Michele Small

At 46 years old, Michele Small finds herself the adopted parent of twin boys and a girl. Her circumstances were not entirely planned, but she’s happy with the way it has turned out.

“At this age, I could be traveling the world, but I’m fine with it,” she jokes.

Small is an Upper Darby resident who works in the obstetric-gynecological doctor’s office at Delaware County Memorial Hospital. About 4 ½ years ago, when her niece was just 7 months old, she decided to take over her care because the child’s mother was a drug user who was often in trouble with the law.

When the child was 2 years old, she said she wanted a sister. Small couldn’t find her a sister, but agreed to become a foster mother for twin infant boys whose mother was murdered. “So now I have three little ones I have adopted, and I’m a single parent,” she says.

Small is receiving assistance from the Women, Infants and Children’s Program (WIC), a federally funded effort that provides critical nutritional advice and breastfeeding support to about 9,500 women in Delaware County. Infants and children up to age 5, including foster children, are eligible.

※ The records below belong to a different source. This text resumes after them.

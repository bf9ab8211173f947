//! uptimebot entry point

use clap::Parser;
use std::sync::Arc;
use tracing::{debug, error, info};
use uptimebot::alert::{AlertTemplate, SmtpNotifier};
use uptimebot::cli::Cli;
use uptimebot::common::error::MonitorError;
use uptimebot::config::{MonitorConfig, SmtpConfig};
use uptimebot::health::{HttpProber, Monitor};
use uptimebot::registry::TargetList;
use uptimebot::scheduler::{Schedule, Scheduler};
use uptimebot::shutdown::ShutdownController;
use uptimebot::{logging, server, AppState};

#[tokio::main]
async fn main() {
    // ログレベル等も.envから読めるよう、ロギングより先に読み込む
    let dotenv = dotenvy::dotenv();
    let cli = Cli::parse();

    logging::init().expect("failed to initialize logging");

    match dotenv {
        Ok(path) => info!(path = %path.display(), "Loaded environment file"),
        Err(e) if e.not_found() => debug!("No .env file found; using process environment"),
        Err(e) => {
            error!("Failed to load .env file: {}", e);
            eprintln!("Error: failed to load .env file: {}", e);
            std::process::exit(1);
        }
    }

    if let Err(e) = run(cli).await {
        error!("{}", e);
        eprintln!("Error: {}", e);
        std::process::exit(1);
    }
}

async fn run(cli: Cli) -> Result<(), MonitorError> {
    let targets = TargetList::load(&cli.file)?;
    let config = MonitorConfig::from_env();
    let smtp = SmtpConfig::from_env()?;

    let prober = HttpProber::new(config.probe_timeout, &config.user_agent)?;
    let notifier = SmtpNotifier::new(&smtp)?;
    let monitor = Arc::new(Monitor::new(
        targets,
        Arc::new(prober),
        Arc::new(notifier),
        AlertTemplate::from(&smtp),
        config.cross_check_window,
    ));

    info!("Starting uptimebot");

    let shutdown = ShutdownController::default();
    let scheduler =
        Scheduler::new(monitor.clone(), Schedule::from(&config), shutdown.clone()).start();

    let result = server::run(AppState { monitor }, &cli.bind_addr(), shutdown.clone()).await;

    // サーバーが異常終了した場合もループを止めてから終了する
    shutdown.request_shutdown();
    scheduler.join().await;

    result
}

Through WIC, Small receives vouchers to purchase food, nutritional information, referrals to health and social service agencies, and other services helpful to mothers.

“I would rate it a 10,” she says about the program and the way it is administered in the county. “It’s excellent.”

Small is not a stranger to mothering — she has a biological son who is 28 years old. Nevertheless, she picks up useful information from the program, and she believes the children are better off nutritionally because of it.

When she goes to the supermarket with her WIC check, she also has at her fingertips nutritional information provided by the program. It tells her how much meat, grains and dairy her children should have in their diet, and what kinds of foods she is entitled to buy with her check. She also receives helpful tips about food preparation, such as how to handle frozen meats.

Small is so pleased with the program that she has become an unofficial ambassador for it. Through her job, she is always around pregnant women and young mothers. Small enthusiastically tells the women who can benefit from WIC how and where to apply for it.

For her, it is a godsend. “I never thought I would be raising kids again,” she says. “I can’t imagine my life without WIC.”